Nestor Soto

A man who was free on bond while awaiting trial for allegedly stabbing his brother to death inside a Forest Park home in 2017 is now being held at Cook County Jail without bond after he was charged with attempted murder for brutally slashing a friend with a knife during the early morning hours of Sept. 7 in Chicago.

Nestor Soto, 42, was ordered jailed by Judge Arthur Willis during a bond hearing held via Zoom on Sept. 9 after the judge determined no bail amount would be enough to prevent Soto from being a danger to the community.

In September 2017, Soto allegedly stabbed his brother, 25-year-old Ivens Soto, to death after a night of drinking. Soto claimed that he woke up the next morning and found his brother dead, but he denied killing him.

Police reported they found no signs of forced entry to Soto’s home in the 7700 block of Adams Street, which was for sale at the time due to the breakup of Soto’s marriage. A chef by profession, Nestor Soto called 911 to report his brother’s death and police said they arrived to find his clothing covered in dried blood.

Soto was able to post the $25,000 cash bond set by a judge in 2017. He has remained free on electronic monitoring since that time.

At Soto’s bond hearing on Sept. 9, prosecutor Lorraine Scaduto told Willis that Soto “is clearly a danger. He’s been charged twice with using a knife against an individual. The first victim is dead and the victim in this case was seriously injured.”

According to the bond proffer read by Scaduto, the victim was a longtime friend of Soto’s, a carpenter who was employed at a new restaurant at 4929 W. Irving Park Road in Chicago, where Soto worked as a cook. Soto also reportedly lived above the restaurant space.
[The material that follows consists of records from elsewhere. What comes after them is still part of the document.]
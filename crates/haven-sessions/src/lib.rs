//! Conversation session and message persistence.
//!
//! A session groups one user's messages across turns; the active session is
//! the most recently updated one, and sessions are never explicitly closed.
//! Messages are role-tagged utterances with optional audio blobs, ordered by
//! creation time within their session.
//!
//! Session selection uses an atomic find-or-create: the "create if none
//! exists" INSERT carries its own existence check, so two concurrent first
//! turns by the same user are serialized by SQLite's single-writer lock and
//! end up sharing one session instead of racing a SELECT-then-INSERT pair.

use haven_types::{Role, RoleParseError, Voice, VoiceParseError};
use rusqlite::{params, Connection, OptionalExtension, Row};
use serde::Serialize;
use thiserror::Error;

/// Errors that can occur during session store operations.
#[derive(Debug, Error)]
pub enum SessionError {
    #[error("database error: {0}")]
    Database(#[from] rusqlite::Error),
    #[error("session not found: {0}")]
    NotFound(i64),
    #[error("stored role is invalid: {0}")]
    StoredRole(#[from] RoleParseError),
    #[error("stored voice is invalid: {0}")]
    StoredVoice(#[from] VoiceParseError),
}

/// A conversation session.
#[derive(Debug, Clone, PartialEq, Eq, Serialize)]
pub struct Session {
    pub id: i64,
    #[serde(skip)]
    pub user_id: i64,
    pub title: String,
    /// Creation timestamp (ISO 8601).
    pub started_at: String,
    /// Last-activity timestamp (ISO 8601), bumped on every append.
    pub updated_at: String,
}

/// A persisted message. The audio blob is included; callers listing large
/// histories should use [`session_messages`] sparingly.
#[derive(Debug, Clone, PartialEq, Eq)]
pub struct Message {
    pub id: i64,
    pub session_id: i64,
    pub user_id: Option<i64>,
    pub role: Role,
    pub text: String,
    pub audio: Option<Vec<u8>>,
    pub audio_media_type: Option<String>,
    pub voice_used: Option<Voice>,
    pub created_at: String,
}

/// Parameters for appending a message to a session.
#[derive(Debug, Clone, Default)]
pub struct NewMessage {
    pub user_id: Option<i64>,
    pub text: String,
    pub audio: Option<Vec<u8>>,
    pub audio_media_type: Option<String>,
    pub voice_used: Option<Voice>,
}

fn map_row_to_session(row: &Row<'_>) -> rusqlite::Result<Session> {
    Ok(Session {
        id: row.get(0)?,
        user_id: row.get(1)?,
        title: row.get(2)?,
        started_at: row.get(3)?,
        updated_at: row.get(4)?,
    })
}

const SESSION_COLUMNS: &str = "id, user_id, title, started_at, updated_at";

/// Returns the user's most recently active session, creating one if none
/// exists.
///
/// The INSERT carries its own `WHERE NOT EXISTS` guard and SQLite serializes
/// writers, so concurrent callers cannot both create a session once one is
/// visible. See the crate docs for the race discussion.
pub fn find_or_create_active_session(
    conn: &Connection,
    user_id: i64,
) -> Result<Session, SessionError> {
    let created = conn.execute(
        "INSERT INTO sessions (user_id)
         SELECT ?1 WHERE NOT EXISTS (SELECT 1 FROM sessions WHERE user_id = ?1)",
        [user_id],
    )?;
    if created > 0 {
        tracing::debug!(user_id, "created first session for user");
    }

    let session = conn
        .query_row(
            &format!(
                "SELECT {SESSION_COLUMNS} FROM sessions
                 WHERE user_id = ?1
                 ORDER BY updated_at DESC, id DESC
                 LIMIT 1"
            ),
            [user_id],
            map_row_to_session,
        )
        .optional()?
        .ok_or(SessionError::NotFound(user_id))?;

    Ok(session)
}

/// Appends a message to a session and bumps the session's last-activity
/// timestamp. Returns the new message id.
pub fn append_message(
    conn: &Connection,
    session_id: i64,
    role: Role,
    message: &NewMessage,
) -> Result<i64, SessionError> {
    conn.execute(
        "INSERT INTO messages (session_id, user_id, role, text, audio, audio_media_type, voice_used)
         VALUES (?1, ?2, ?3, ?4, ?5, ?6, ?7)",
        params![
            session_id,
            message.user_id,
            role.as_str(),
            message.text,
            message.audio,
            message.audio_media_type,
            message.voice_used.map(|v| v.as_str()),
        ],
    )?;
    let id = conn.last_insert_rowid();

    conn.execute(
        "UPDATE sessions SET updated_at = strftime('%Y-%m-%dT%H:%M:%fZ', 'now') WHERE id = ?1",
        [session_id],
    )?;

    Ok(id)
}

/// Lists a user's sessions newest-first, capped at `limit`.
pub fn list_sessions(
    conn: &Connection,
    user_id: i64,
    limit: u32,
) -> Result<Vec<Session>, SessionError> {
    let mut stmt = conn.prepare(&format!(
        "SELECT {SESSION_COLUMNS} FROM sessions
         WHERE user_id = ?1
         ORDER BY updated_at DESC, id DESC
         LIMIT ?2"
    ))?;

    let rows = stmt.query_map(params![user_id, limit], map_row_to_session)?;
    let mut sessions = Vec::new();
    for row in rows {
        sessions.push(row?);
    }
    Ok(sessions)
}

/// Returns all messages in a session, ordered by creation time.
pub fn session_messages(conn: &Connection, session_id: i64) -> Result<Vec<Message>, SessionError> {
    let mut stmt = conn.prepare(
        "SELECT id, session_id, user_id, role, text, audio, audio_media_type, voice_used, created_at
         FROM messages
         WHERE session_id = ?1
         ORDER BY created_at, id",
    )?;

    let rows = stmt.query_map([session_id], |row| {
        Ok((
            row.get::<_, i64>(0)?,
            row.get::<_, i64>(1)?,
            row.get::<_, Option<i64>>(2)?,
            row.get::<_, String>(3)?,
            row.get::<_, String>(4)?,
            row.get::<_, Option<Vec<u8>>>(5)?,
            row.get::<_, Option<String>>(6)?,
            row.get::<_, Option<String>>(7)?,
            row.get::<_, String>(8)?,
        ))
    })?;

    let mut messages = Vec::new();
    for row in rows {
        let (id, session_id, user_id, role, text, audio, audio_media_type, voice, created_at) =
            row?;
        messages.push(Message {
            id,
            session_id,
            user_id,
            role: Role::from_str_label(&role)?,
            text,
            audio,
            audio_media_type,
            voice_used: voice.map(|v| v.parse()).transpose()?,
            created_at,
        });
    }
    Ok(messages)
}

#[cfg(test)]
mod tests {
    use super::*;
    use haven_db::{create_pool, run_migrations, DbRuntimeSettings, DbPool};
    use haven_identity::register_user;

    // A single pooled connection: every pooled connection to ":memory:"
    // would otherwise open its own private database.
    fn test_pool() -> DbPool {
        let settings = DbRuntimeSettings {
            pool_max_size: 1,
            ..Default::default()
        };
        let pool = create_pool(":memory:", settings).expect("pool");
        run_migrations(&pool.get().expect("conn")).expect("migrations");
        pool
    }

    fn seed_user(conn: &Connection) -> i64 {
        register_user(conn, "Test User").expect("user").0.id
    }

    #[test]
    fn creates_then_reuses_session() {
        let pool = test_pool();
        let conn = pool.get().unwrap();
        let user_id = seed_user(&conn);

        let first = find_or_create_active_session(&conn, user_id).unwrap();
        let second = find_or_create_active_session(&conn, user_id).unwrap();
        assert_eq!(first.id, second.id, "existing session must be reused");

        let count: i64 = conn
            .query_row("SELECT COUNT(*) FROM sessions", [], |row| row.get(0))
            .unwrap();
        assert_eq!(count, 1);
    }

    #[test]
    fn append_bumps_last_activity() {
        let pool = test_pool();
        let conn = pool.get().unwrap();
        let user_id = seed_user(&conn);

        let session = find_or_create_active_session(&conn, user_id).unwrap();

        // strftime has millisecond resolution; a short sleep keeps the bump
        // observable.
        std::thread::sleep(std::time::Duration::from_millis(5));

        append_message(
            &conn,
            session.id,
            Role::User,
            &NewMessage {
                user_id: Some(user_id),
                text: "hello".into(),
                ..Default::default()
            },
        )
        .unwrap();

        let refreshed = find_or_create_active_session(&conn, user_id).unwrap();
        assert_eq!(refreshed.id, session.id);
        assert!(
            refreshed.updated_at > session.updated_at,
            "append must bump updated_at ({} vs {})",
            refreshed.updated_at,
            session.updated_at
        );
    }

    #[test]
    fn messages_keep_creation_order() {
        let pool = test_pool();
        let conn = pool.get().unwrap();
        let user_id = seed_user(&conn);
        let session = find_or_create_active_session(&conn, user_id).unwrap();

        for (role, text) in [
            (Role::User, "first"),
            (Role::Assistant, "second"),
            (Role::User, "third"),
        ] {
            append_message(
                &conn,
                session.id,
                role,
                &NewMessage {
                    user_id: Some(user_id),
                    text: text.into(),
                    ..Default::default()
                },
            )
            .unwrap();
        }

        let messages = session_messages(&conn, session.id).unwrap();
        let texts: Vec<&str> = messages.iter().map(|m| m.text.as_str()).collect();
        assert_eq!(texts, vec!["first", "second", "third"]);
        assert_eq!(messages[0].role, Role::User);
        assert_eq!(messages[1].role, Role::Assistant);
    }

    #[test]
    fn audio_and_voice_round_trip() {
        let pool = test_pool();
        let conn = pool.get().unwrap();
        let user_id = seed_user(&conn);
        let session = find_or_create_active_session(&conn, user_id).unwrap();

        append_message(
            &conn,
            session.id,
            Role::Assistant,
            &NewMessage {
                user_id: Some(user_id),
                text: "spoken reply".into(),
                audio: Some(vec![1, 2, 3, 4]),
                audio_media_type: Some("audio/mpeg".into()),
                voice_used: Some(Voice::Emma),
            },
        )
        .unwrap();

        let messages = session_messages(&conn, session.id).unwrap();
        assert_eq!(messages.len(), 1);
        assert_eq!(messages[0].audio.as_deref(), Some(&[1u8, 2, 3, 4][..]));
        assert_eq!(messages[0].audio_media_type.as_deref(), Some("audio/mpeg"));
        assert_eq!(messages[0].voice_used, Some(Voice::Emma));
    }

    #[test]
    fn list_is_newest_first_and_capped() {
        let pool = test_pool();
        let conn = pool.get().unwrap();
        let user_id = seed_user(&conn);

        // Create a dozen sessions directly; only the listing cap is under test.
        for i in 0..12 {
            conn.execute(
                "INSERT INTO sessions (user_id, title, updated_at)
                 VALUES (?1, ?2, strftime('%Y-%m-%dT%H:%M:%fZ', 'now', ?3))",
                params![user_id, format!("s{i}"), format!("-{} seconds", 12 - i)],
            )
            .unwrap();
        }

        let sessions = list_sessions(&conn, user_id, 10).unwrap();
        assert_eq!(sessions.len(), 10);
        assert_eq!(sessions[0].title, "s11", "newest first");
        assert_eq!(sessions[9].title, "s2");
    }

    #[test]
    fn sessions_are_per_user() {
        let pool = test_pool();
        let conn = pool.get().unwrap();
        let user_a = seed_user(&conn);
        let (user_b, _) = register_user(&conn, "Other User").unwrap();

        let a = find_or_create_active_session(&conn, user_a).unwrap();
        let b = find_or_create_active_session(&conn, user_b.id).unwrap();
        assert_ne!(a.id, b.id);

        assert_eq!(list_sessions(&conn, user_a, 10).unwrap().len(), 1);
        assert_eq!(list_sessions(&conn, user_b.id, 10).unwrap().len(), 1);
    }
}
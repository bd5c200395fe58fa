//! The turn orchestrator.
//!
//! One turn is a single logical flow: validate the input, resolve a
//! transcript, generate a reply, render it to speech, persist the exchange.
//! The failure policy is positional — anything that fails *before* a reply
//! exists aborts the turn, anything after is absorbed so the caller still
//! receives the reply:
//!
//! - invalid input: rejected before any provider is called
//! - transcription failure: fatal, nothing persisted
//! - reasoning failure: never visible here — the engine returns a canned
//!   user-safe reply instead of an error
//! - synthesis failure: captured as detail, turn continues text-only
//! - persistence failure: logged, response still returned
//!
//! The provider calls and the store writes are not transactional with each
//! other; a delivered reply always wins over all-or-nothing consistency.

use crate::AppState;
use haven_identity::User;
use haven_sessions::{append_message, find_or_create_active_session, NewMessage};
use haven_types::{Role, Voice};
use thiserror::Error;

/// Media type of synthesized reply audio.
pub const SYNTHESIS_MEDIA_TYPE: &str = "audio/mpeg";

/// An uploaded audio blob with its declared media type and filename.
#[derive(Debug, Clone)]
pub struct AudioUpload {
    pub filename: String,
    pub media_type: String,
    pub bytes: Vec<u8>,
}

/// Input to one turn. Audio and text may both be present — audio takes
/// precedence — but at least one is required.
#[derive(Debug, Default)]
pub struct TurnInput {
    pub audio: Option<AudioUpload>,
    pub text: Option<String>,
    pub voice_override: Option<Voice>,
}

/// Result of a successfully processed turn.
///
/// `audio` is absent when synthesis failed; `synthesis_error` then carries
/// the failure detail for the fallback payload.
#[derive(Debug)]
pub struct TurnOutcome {
    pub transcript: String,
    pub reply_text: String,
    pub voice_used: Voice,
    pub audio: Option<Vec<u8>>,
    pub synthesis_error: Option<String>,
}

/// Errors that abort a turn.
#[derive(Debug, Error)]
pub enum TurnError {
    #[error("{0}")]
    InvalidInput(String),
    #[error("transcription failed: {0}")]
    Transcription(String),
}

/// Processes one turn end to end.
///
/// `caller` is the resolved identity, if any; anonymous turns are never
/// persisted.
pub async fn process_turn(
    state: &AppState,
    caller: Option<&User>,
    input: TurnInput,
) -> Result<TurnOutcome, TurnError> {
    let audio_in = input.audio.as_ref().filter(|a| !a.bytes.is_empty());
    let text_in = input
        .text
        .as_deref()
        .map(str::trim)
        .filter(|t| !t.is_empty());

    if audio_in.is_none() && text_in.is_none() {
        return Err(TurnError::InvalidInput(
            "Please provide either audio file or text input".to_string(),
        ));
    }

    // Audio wins when both are present.
    let transcript = match audio_in {
        Some(audio) => {
            tracing::debug!(
                filename = %audio.filename,
                bytes = audio.bytes.len(),
                "transcribing uploaded audio"
            );
            state
                .stt
                .transcribe(&audio.filename, &audio.media_type, &audio.bytes)
                .await
                .map_err(|e| TurnError::Transcription(e.to_string()))?
        }
        None => text_in.unwrap_or_default().to_string(),
    };

    // Explicit override, then the caller's stored preference, then the
    // system default.
    let voice_used = input
        .voice_override
        .or_else(|| caller.map(|u| u.voice_preference))
        .unwrap_or(Voice::SYSTEM_DEFAULT);

    // Turns are reasoned independently; no history is forwarded. The engine
    // is infallible by contract.
    let reply_text = state.reason.generate(&transcript, &[]).await;

    let (reply_audio, synthesis_error) = match state.tts.synthesize(&reply_text, voice_used).await {
        Ok(bytes) => (Some(bytes), None),
        Err(e) => {
            tracing::warn!(error = %e, "synthesis failed, continuing with text-only reply");
            (None, Some(e.to_string()))
        }
    };

    if let Some(user) = caller {
        persist_turn(
            state,
            user.id,
            &transcript,
            input.audio.filter(|a| !a.bytes.is_empty()),
            &reply_text,
            voice_used,
            reply_audio.clone(),
        )
        .await;
    }

    Ok(TurnOutcome {
        transcript,
        reply_text,
        voice_used,
        audio: reply_audio,
        synthesis_error,
    })
}

/// Writes both sides of the exchange to the caller's active session.
///
/// Failures are logged and swallowed: the reply has already been produced,
/// and a store hiccup must not take it away from the caller.
async fn persist_turn(
    state: &AppState,
    user_id: i64,
    transcript: &str,
    input_audio: Option<AudioUpload>,
    reply_text: &str,
    voice_used: Voice,
    reply_audio: Option<Vec<u8>>,
) {
    let pool = state.pool.clone();
    let transcript = transcript.to_string();
    let reply_text = reply_text.to_string();

    let result = tokio::task::spawn_blocking(move || -> Result<(), String> {
        let conn = pool.get().map_err(|e| e.to_string())?;
        let session = find_or_create_active_session(&conn, user_id).map_err(|e| e.to_string())?;

        append_message(
            &conn,
            session.id,
            Role::User,
            &NewMessage {
                user_id: Some(user_id),
                text: transcript,
                audio: input_audio.as_ref().map(|a| a.bytes.clone()),
                audio_media_type: input_audio.map(|a| a.media_type),
                voice_used: None,
            },
        )
        .map_err(|e| e.to_string())?;

        let reply_media_type = reply_audio
            .as_ref()
            .map(|_| SYNTHESIS_MEDIA_TYPE.to_string());
        append_message(
            &conn,
            session.id,
            Role::Assistant,
            &NewMessage {
                user_id: Some(user_id),
                text: reply_text,
                audio: reply_audio,
                audio_media_type: reply_media_type,
                voice_used: Some(voice_used),
            },
        )
        .map_err(|e| e.to_string())?;

        Ok(())
    })
    .await;

    match result {
        Ok(Ok(())) => {}
        Ok(Err(detail)) => {
            tracing::error!(user_id, error = %detail, "failed to persist turn");
        }
        Err(join_err) => {
            tracing::error!(user_id, error = %join_err, "persistence task panicked");
        }
    }
}
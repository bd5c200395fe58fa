//! The conversational policy directive.
//!
//! The directive is data, not code: the staged conversation flow (Welcome →
//! Explore → Deepen/Reflect → Options/Micro-habits → Commit), the crisis
//! override, and the turn-shape rules are executed by the upstream model
//! reading this text, never re-derived by local branching. The text is
//! embedded at compile time and versioned so that any edit is deliberate
//! and shows up in the snapshot tests below.

/// Version tag for the directive text. Bump on any edit.
pub const DIRECTIVE_VERSION: &str = "2026-02";

/// The full system directive sent with every reasoning call.
pub const DIRECTIVE: &str = include_str!("directive.md");

/// The fixed crisis response, sentence by sentence. Any self-harm or
/// harm-to-others signal short-circuits all staging; the model is
/// instructed to reply with exactly these three sentences.
pub const CRISIS_RESPONSE: [&str; 3] = [
    "I'm really sorry you're feeling like this.",
    "I'm here with you.",
    "If you feel unsafe, please consider reaching out to a mental-health professional or emergency services in Nigeria right now.",
];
The victim reportedly told investigators that he’d gone to visit Soto at his residence on Sept. 6 in order to “lift his spirits” because he’d lost his job and because his wife and children had left him.

The two drank beer from 5 p.m. to 3 a.m. the next morning, according to Scaduto, talking about various subjects, including God and about Soto’s impending trial for allegedly murdering his brother.

At some point, Soto asked his friend what he thought of that case, and the victim allegedly told Soto he didn’t believe he was innocent. Soto then allegedly looked his friend directly in the eyes before getting up and walking behind the victim to where Soto kept a row of knives for work.

Soto then allegedly took one of the knives and slashed the victim under the chin before swinging the knife around the victim’s neck from back to front. The victim then turned around and put his hands up, said Scaduto, but Soto continued swinging the knife at the victim, causing further injuries.

The victim was able to push Soto down and fled out a back door, falling down a flight of stairs and running into the street where a Chicago police squad car was passing by. The victim flagged down the officer, who rendered life-saving first aid until an ambulance arrived to take him to a hospital for treatment.

While the victim will recover from the attack, said Scaduto, “he will be scarred for the rest of his life. The victim thought he was going to die.” The victim was able to tell police the name and address of his attacker, who police arrested.

In addition to attempted murder, Soto was charged with aggravated battery.

Soto’s attorney, Steven Fine, said that the judge was getting just one side of the story and argued that it was the alleged victim who attacked Soto, pointing to cuts on Soto’s hands and arms.

“His friend became drunk, irrational and physically abusive,” Fine told the judge. “The victim conveniently neglects to say he held the knife in his hand.”

Willis stated Soto’s injuries were described in the police report, but he also noted that Soto refused treatment for those injuries.

“We don’t know where those injuries came from,” Willis said before ordering Soto held without bond.

The case will be heard at the Skokie courthouse, and Soto will be in court there on Sept. 17. In the meantime, he is due in court at the Maybrook courthouse on Sept. 10 for a hearing regarding the 2017 Forest Park case.